Clinical Biochemistry Unit, Pathology Department, College of Medicine, King Saud University, Riyadh 11461, Saudi Arabia.
Metabolomics Section, Department of Clinical Genomics, Center for Genomics Medicine, King Faisal Specialist Hospital and Research Centre (KFSHRC), Riyadh 11211, KSA, Saudi Arabia.
Clin Chim Acta. 2024 Apr 15;557:117861. doi: 10.1016/j.cca.2024.117861. Epub 2024 Mar 13.

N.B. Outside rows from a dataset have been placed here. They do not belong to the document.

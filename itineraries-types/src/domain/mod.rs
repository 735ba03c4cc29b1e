//! Domain models for the itinerary sorting service.

pub mod currency;
pub mod itinerary;
pub mod rates;

pub use currency::CurrencyCode;
pub use itinerary::{Itinerary, Price};
pub use rates::{RateSnapshot, RateTable};
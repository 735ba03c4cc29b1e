//! Itinerary domain model.

use serde::{Deserialize, Serialize};
use utoipa::ToSchema;

use super::currency::CurrencyCode;

/// Price of an itinerary.
///
/// The amount is stored in the smallest unit of the currency (cents, paise,
/// etc.) to avoid floating-point precision issues. The upstream API contract
/// carries `amount` as a decimal string on the wire; deserialization accepts
/// both string and integer forms, serialization always emits a string.
#[derive(Debug, Clone, PartialEq, Eq, Serialize, Deserialize, ToSchema)]
pub struct Price {
    /// Amount in smallest currency unit, serialized as a string
    #[serde(with = "amount_string")]
    #[schema(value_type = String, example = "620")]
    pub amount: i64,
    pub currency: CurrencyCode,
}

/// A single travel itinerary, immutable once constructed.
#[derive(Debug, Clone, PartialEq, Eq, Serialize, Deserialize, ToSchema)]
pub struct Itinerary {
    /// Opaque itinerary identifier
    #[schema(example = "urban_heritage_odyssey")]
    pub id: String,
    /// Total travel time in minutes
    #[schema(example = 275)]
    pub duration_minutes: u32,
    pub price: Price,
}

mod amount_string {
    use serde::de::{self, Visitor};
    use serde::{Deserializer, Serializer};
    use std::fmt;

    pub fn serialize<S: Serializer>(amount: &i64, serializer: S) -> Result<S::Ok, S::Error> {
        serializer.collect_str(amount)
    }

    pub fn deserialize<'de, D: Deserializer<'de>>(deserializer: D) -> Result<i64, D::Error> {
        struct AmountVisitor;

        impl Visitor<'_> for AmountVisitor {
            type Value = i64;

            fn expecting(&self, f: &mut fmt::Formatter) -> fmt::Result {
                f.write_str("an integer amount, as a number or a decimal string")
            }

            fn visit_i64<E: de::Error>(self, v: i64) -> Result<i64, E> {
                Ok(v)
            }

            fn visit_u64<E: de::Error>(self, v: u64) -> Result<i64, E> {
                i64::try_from(v).map_err(|_| E::custom("amount out of range"))
            }

            fn visit_str<E: de::Error>(self, v: &str) -> Result<i64, E> {
                v.parse()
                    .map_err(|_| E::custom(format!("invalid amount `{v}`")))
            }
        }

        deserializer.deserialize_any(AmountVisitor)
    }
}
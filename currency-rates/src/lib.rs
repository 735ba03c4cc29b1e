//! # Currency Rates
//!
//! Exchange rate acquisition and caching.
//!
//! Two pieces:
//! - [`ExchangeRateApi`] - HTTP adapter for one upstream rate source.
//!   Collapses every failure mode into a uniform provider error.
//! - [`RateCache`] - per-base-currency snapshot cache with absolute TTL
//!   expiry and single-flight refresh: concurrent misses for the same base
//!   currency collectively trigger at most one upstream fetch, while
//!   unrelated base currencies refresh in parallel.
//!
//! The cache is an explicit instance constructed once at startup and passed
//! by reference to the sort engine; there is no global state.

pub mod cache;
pub mod config;
pub mod provider;

pub use cache::RateCache;
pub use config::RatesConfig;
pub use provider::ExchangeRateApi;
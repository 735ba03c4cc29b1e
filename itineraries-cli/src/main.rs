//! Itineraries CLI
//!
//! Command-line interface for the itinerary sorting API.

use std::path::PathBuf;

use anyhow::{Context, Result};
use clap::{Parser, Subcommand};

use itineraries_client::SortClient;
use itineraries_types::domain::Itinerary;

#[derive(Parser)]
#[command(name = "itineraries")]
#[command(author, version, about = "Itinerary sorting API CLI client", long_about = None)]
struct Cli {
    /// Base URL of the sorting API
    #[arg(
        long,
        env = "ITINERARIES_API_URL",
        default_value = "http://localhost:8000"
    )]
    api_url: String,

    #[command(subcommand)]
    command: Commands,
}

#[derive(Subcommand)]
enum Commands {
    /// List the available sorting algorithms
    Algorithms,
    /// Sort itineraries from a JSON file
    Sort {
        /// Sorting algorithm to apply (see `algorithms`)
        #[arg(long)]
        algorithm: String,
        /// Path to a JSON array of itineraries
        #[arg(long)]
        file: PathBuf,
    },
    /// Check API health
    Health,
}

fn read_itineraries(path: &PathBuf) -> Result<Vec<Itinerary>> {
    let raw = std::fs::read_to_string(path)
        .with_context(|| format!("cannot read {}", path.display()))?;
    serde_json::from_str(&raw).with_context(|| format!("invalid itineraries in {}", path.display()))
}

#[tokio::main]
async fn main() -> Result<()> {
    dotenvy::dotenv().ok();

    let cli = Cli::parse();

    let client = SortClient::new(&cli.api_url);

    match cli.command {
        Commands::Health => {
            let healthy = client.health().await?;
            if healthy {
                println!("✓ API is healthy");
            } else {
                println!("✗ API is not healthy");
                std::process::exit(1);
            }
        }

        Commands::Algorithms => {
            let algorithms = client.algorithms().await?;
            println!("{}", serde_json::to_string_pretty(&algorithms)?);
        }

        Commands::Sort { algorithm, file } => {
            let itineraries = read_itineraries(&file)?;
            let sorted = client.sort(&algorithm, itineraries).await?;
            println!("{}", serde_json::to_string_pretty(&sorted)?);
        }
    }

    Ok(())
}
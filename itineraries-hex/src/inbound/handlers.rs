//! HTTP request handlers.

use std::sync::Arc;

use axum::{
    Json,
    extract::State,
    http::StatusCode,
    response::{IntoResponse, Response},
};

use itineraries_types::dto::{
    AlgorithmsResponse, ErrorResponse, SortItinerariesRequest, SortItinerariesResponse,
};
use itineraries_types::error::AppError;
use itineraries_types::ports::RateProvider;

use crate::SortService;

/// Application state shared across handlers.
pub struct AppState<P: RateProvider> {
    pub service: SortService<P>,
}

/// Wrapper to implement IntoResponse for AppError (orphan rule workaround).
pub struct ApiError(pub AppError);

impl From<AppError> for ApiError {
    fn from(err: AppError) -> Self {
        ApiError(err)
    }
}

impl IntoResponse for ApiError {
    fn into_response(self) -> Response {
        let (status, reason) = match &self.0 {
            AppError::Sort(_) => (StatusCode::BAD_REQUEST, "Bad Request"),
            AppError::RatesUnavailable(_) => {
                (StatusCode::SERVICE_UNAVAILABLE, "Service Unavailable")
            }
        };

        let body = ErrorResponse {
            reason: reason.to_string(),
            error: self.0.to_string(),
        };

        (status, Json(body)).into_response()
    }
}

/// Health check endpoint.
pub async fn healthz() -> impl IntoResponse {
    Json(serde_json::json!({ "status": "ok" }))
}

/// List the available sorting algorithms.
#[tracing::instrument(skip(state))]
pub async fn list_sorts<P: RateProvider>(
    State(state): State<Arc<AppState<P>>>,
) -> impl IntoResponse {
    Json(AlgorithmsResponse {
        algorithms: state.service.algorithms(),
    })
}

/// Sort a batch of itineraries with the requested algorithm.
#[tracing::instrument(
    skip(state, req),
    fields(algorithm = %req.sorting_type, itineraries = req.itineraries.len())
)]
pub async fn sort_itineraries<P: RateProvider>(
    State(state): State<Arc<AppState<P>>>,
    Json(req): Json<SortItinerariesRequest>,
) -> Result<impl IntoResponse, ApiError> {
    let sorted = state.service.sort(&req.sorting_type, req.itineraries).await?;

    Ok(Json(SortItinerariesResponse {
        sorting_type: req.sorting_type,
        sorted_itineraries: sorted,
    }))
}
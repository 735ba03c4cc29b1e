//! HTTP adapter for the upstream exchange rate API.
//!
//! Wire contract: `GET {base_url}/{base}` returns a JSON object with a
//! `rates` field mapping currency code to exchange ratio relative to `base`
//! (the `open.er-api.com/v6/latest` shape).

use serde::Deserialize;

use itineraries_types::domain::{CurrencyCode, RateTable};
use itineraries_types::error::ProviderError;
use itineraries_types::ports::RateProvider;

use crate::config::RatesConfig;

const PROVIDER_NAME: &str = "ExchangeRateApi";

/// Rate provider backed by one external HTTP rate source.
///
/// Transport failure, non-success status, malformed payload, missing `rates`
/// key, and timeout all surface as the same [`ProviderError`]. No retries
/// here; retry policy belongs to the caller.
pub struct ExchangeRateApi {
    base_url: String,
    http: reqwest::Client,
}

/// Subset of the upstream response we consume; other fields are ignored.
#[derive(Debug, Deserialize)]
struct RatesPayload {
    rates: RateTable,
}

impl ExchangeRateApi {
    /// Creates the adapter with the request timeout from `config`.
    pub fn new(config: &RatesConfig) -> Result<Self, ProviderError> {
        let http = reqwest::Client::builder()
            .timeout(config.request_timeout)
            .build()
            .map_err(|e| ProviderError::new(PROVIDER_NAME, e))?;

        Ok(Self {
            base_url: config.base_url.trim_end_matches('/').to_string(),
            http,
        })
    }

    fn unavailable(err: impl ToString) -> ProviderError {
        ProviderError::new(PROVIDER_NAME, err)
    }
}

#[async_trait::async_trait]
impl RateProvider for ExchangeRateApi {
    fn name(&self) -> &'static str {
        PROVIDER_NAME
    }

    async fn fetch_rates(&self, base: &CurrencyCode) -> Result<RateTable, ProviderError> {
        let url = format!("{}/{}", self.base_url, base);
        tracing::debug!(%url, "fetching exchange rates");

        let response = self
            .http
            .get(&url)
            .send()
            .await
            .map_err(Self::unavailable)?
            .error_for_status()
            .map_err(Self::unavailable)?;

        let payload: RatesPayload = response.json().await.map_err(Self::unavailable)?;

        tracing::debug!(base = %base, currencies = payload.rates.len(), "rates fetched");
        Ok(payload.rates)
    }
}
//! Validated currency code value type.

use serde::{Deserialize, Serialize};
use std::fmt;
use utoipa::ToSchema;

use crate::error::DomainError;

/// An ISO 4217 currency code: exactly three ASCII letters, stored uppercase.
///
/// Validation happens at every boundary (deserialization, `FromStr`), so any
/// `CurrencyCode` held by the core is well-formed by construction.
#[derive(Debug, Clone, PartialEq, Eq, Hash, Serialize, Deserialize, ToSchema)]
#[serde(try_from = "String", into = "String")]
#[schema(value_type = String, example = "USD")]
pub struct CurrencyCode(String);

impl CurrencyCode {
    /// Parses and normalizes a currency code.
    pub fn new(code: &str) -> Result<Self, DomainError> {
        if code.len() != 3 || !code.chars().all(|c| c.is_ascii_alphabetic()) {
            return Err(DomainError::InvalidCurrencyCode(code.to_string()));
        }
        Ok(Self(code.to_ascii_uppercase()))
    }

    /// Returns the code as a string slice.
    pub fn as_str(&self) -> &str {
        &self.0
    }
}

impl fmt::Display for CurrencyCode {
    fn fmt(&self, f: &mut fmt::Formatter<'_>) -> fmt::Result {
        write!(f, "{}", self.0)
    }
}

impl std::str::FromStr for CurrencyCode {
    type Err = DomainError;

    fn from_str(s: &str) -> Result<Self, Self::Err> {
        Self::new(s)
    }
}

impl TryFrom<String> for CurrencyCode {
    type Error = DomainError;

    fn try_from(value: String) -> Result<Self, Self::Error> {
        Self::new(&value)
    }
}

impl From<CurrencyCode> for String {
    fn from(code: CurrencyCode) -> Self {
        code.0
    }
}

#[cfg(test)]
mod tests {
    use super::*;

    #[test]
    fn test_valid_code() {
        let code = CurrencyCode::new("USD").unwrap();
        assert_eq!(code.as_str(), "USD");
    }

    #[test]
    fn test_lowercase_is_normalized() {
        let code = "eur".parse::<CurrencyCode>().unwrap();
        assert_eq!(code.as_str(), "EUR");
    }

    #[test]
    fn test_wrong_length_fails() {
        assert!(matches!(
            CurrencyCode::new("US"),
            Err(DomainError::InvalidCurrencyCode(_))
        ));
        assert!(matches!(
            CurrencyCode::new("USDT"),
            Err(DomainError::InvalidCurrencyCode(_))
        ));
    }

    #[test]
    fn test_non_alphabetic_fails() {
        assert!(matches!(
            CurrencyCode::new("U5D"),
            Err(DomainError::InvalidCurrencyCode(_))
        ));
    }

    #[test]
    fn test_deserialization_enforces_validation() {
        let ok: Result<CurrencyCode, _> = serde_json::from_str("\"GBP\"");
        assert!(ok.is_ok());

        let bad: Result<CurrencyCode, _> = serde_json::from_str("\"POUNDS\"");
        assert!(bad.is_err());
    }

    #[test]
    fn test_serializes_as_plain_string() {
        let code = CurrencyCode::new("INR").unwrap();
        assert_eq!(serde_json::to_string(&code).unwrap(), "\"INR\"");
    }
}
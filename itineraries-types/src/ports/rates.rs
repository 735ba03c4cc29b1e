//! Exchange rate provider port.
//!
//! This trait defines the interface for upstream rate sources.
//! Implementations can be HTTP clients, mock providers, etc.

use crate::domain::{CurrencyCode, RateTable};
use crate::error::ProviderError;

/// Port trait for exchange rate providers.
///
/// One call maps to one outbound request. Retry policy belongs to the
/// caller, not the provider.
#[async_trait::async_trait]
pub trait RateProvider: Send + Sync + 'static {
    /// Identifies this provider in error reports.
    fn name(&self) -> &'static str;

    /// Fetches exchange ratios relative to `base`.
    /// Every failure mode collapses into a single [`ProviderError`].
    async fn fetch_rates(&self, base: &CurrencyCode) -> Result<RateTable, ProviderError>;
}
//! OpenAPI specification and documentation.

#![allow(dead_code)] // Path functions are only used by utoipa for documentation generation

use itineraries_types::domain::{CurrencyCode, Itinerary, Price};
use itineraries_types::dto::{
    AlgorithmsResponse, ErrorResponse, SortItinerariesRequest, SortItinerariesResponse,
};
use utoipa::OpenApi;

// Dummy functions to generate path documentation
// These are not the actual handlers, just for OpenAPI path generation

/// Health check endpoint
#[utoipa::path(
    get,
    path = "/healthz",
    tag = "health",
    responses(
        (status = 200, description = "Service is healthy", body = inline(serde_json::Value), example = json!({"status": "ok"}))
    )
)]
async fn healthz() {}

/// List available sorting algorithms
#[utoipa::path(
    get,
    path = "/sorts",
    tag = "itineraries",
    responses(
        (status = 200, description = "Names of the registered sorting algorithms", body = AlgorithmsResponse)
    )
)]
async fn list_sorts() {}

/// Sort itineraries by the given algorithm
#[utoipa::path(
    post,
    path = "/sort_itineraries",
    tag = "itineraries",
    request_body = SortItinerariesRequest,
    responses(
        (status = 200, description = "Itineraries in sorted order", body = SortItinerariesResponse),
        (status = 400, description = "Unknown algorithm or currency", body = ErrorResponse),
        (status = 503, description = "Exchange rate provider unavailable", body = ErrorResponse)
    )
)]
async fn sort_itineraries() {}

#[derive(OpenApi)]
#[openapi(
    paths(healthz, list_sorts, sort_itineraries),
    components(
        schemas(
            SortItinerariesRequest,
            SortItinerariesResponse,
            AlgorithmsResponse,
            ErrorResponse,
            Itinerary,
            Price,
            CurrencyCode,
        )
    ),
    tags(
        (name = "health", description = "Health check endpoints"),
        (name = "itineraries", description = "Itinerary sorting operations"),
    )
)]
pub struct ApiDoc;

Glutaric aciduria type-1 (GA-1) is a rare metabolic disorder due to glutaryl coenzyme A dehydrogenase deficiency, causing elevated levels of glutaryl-CoA and its derivatives. GA-1 exhibits symptoms like macrocephaly, developmental delays, and movement disorders. Timely diagnosis through genetic testing and newborn screening is crucial. However, in some cases, transiently elevated level of glutarylcarnitine (C5DC) challenges accurate diagnosis, highlighting the need for alternative diagnostic methods, like mass spectrometry-based untargeted metabolomics, to identify additional biomarkers for distinguishing falsely suspected GA-1 from healthy newborns.
DBS samples from falsely suspected GA-1 newborns (n = 47) and matched control were collected through the NBS program. Untargeted metabolomics using liquid chromatography-high-resolution mass spectrometry (LC-HRMS) was performed to enable biomarker and pathway investigations for significantly altered metabolites.
582 and 546 were up- and down-regulated metabolites in transient GA-1. 155 endogenous metabolites displayed significant variations compared to the control group. Furthermore, our data identified novel altered metabolic biomarkers, such as N-palmitoylcysteine, heptacarboxyporphyrin, 3-hydroxylinoleoylcarnitine, and monoacylglyceride (MG) (0:0/20:1/0:0), along with perturbed metabolic pathways like sphingolipid and thiamine metabolism associated with the transient elevated C5DC levels in DBS samples.
A distinct metabolic pattern linked to the transient C5DC elevation in newborns was reported to enhance the prediction of the falsely positive cases, which could help avoiding unnecessary medical treatments and minimizing the financial burdens in the health sector.
1 型戊二酸血症(GA-1)是一种罕见的代谢紊乱疾病,由于戊二酰辅酶 A 脱氢酶缺乏,导致戊二酰辅酶 A 及其衍生物水平升高。GA-1 表现为大头畸形、发育迟缓、运动障碍等症状。通过基因检测和新生儿筛查及时诊断至关重要。然而,在某些情况下,一过性的戊二酰肉碱(C5DC)水平升高会挑战准确诊断,这凸显了需要替代的诊断方法,如基于质谱的非靶向代谢组学,以识别其他生物标志物,从而将疑似 GA-1 的病例与健康新生儿区分开来。
通过新生儿筛查计划收集疑似 GA-1 的新生儿(n=47)和匹配对照的 DBS 样本。采用液相色谱-高分辨率质谱(LC-HRMS)进行非靶向代谢组学分析,以研究显著改变的代谢物中的生物标志物和途径。
一过性 GA-1 中 582 个和 546 个代谢物上调和下调。与对照组相比,155 种内源性代谢物显示出显著的变化。此外,我们的数据还确定了新的改变的代谢生物标志物,如 N-棕榈酰半胱氨酸、七羧基卟啉、3-羟基亚油酸肉碱和单酰基甘油(MG)(0:0/20:1/0:0),以及与 DBS 样本中 C5DC 水平一过性升高相关的代谢途径,如鞘脂和硫胺素代谢的改变。
报告了与新生儿 C5DC 水平一过性升高相关的独特代谢模式,以增强对假阳性病例的预测,从而有助于避免不必要的医疗治疗并减轻卫生部门的经济负担。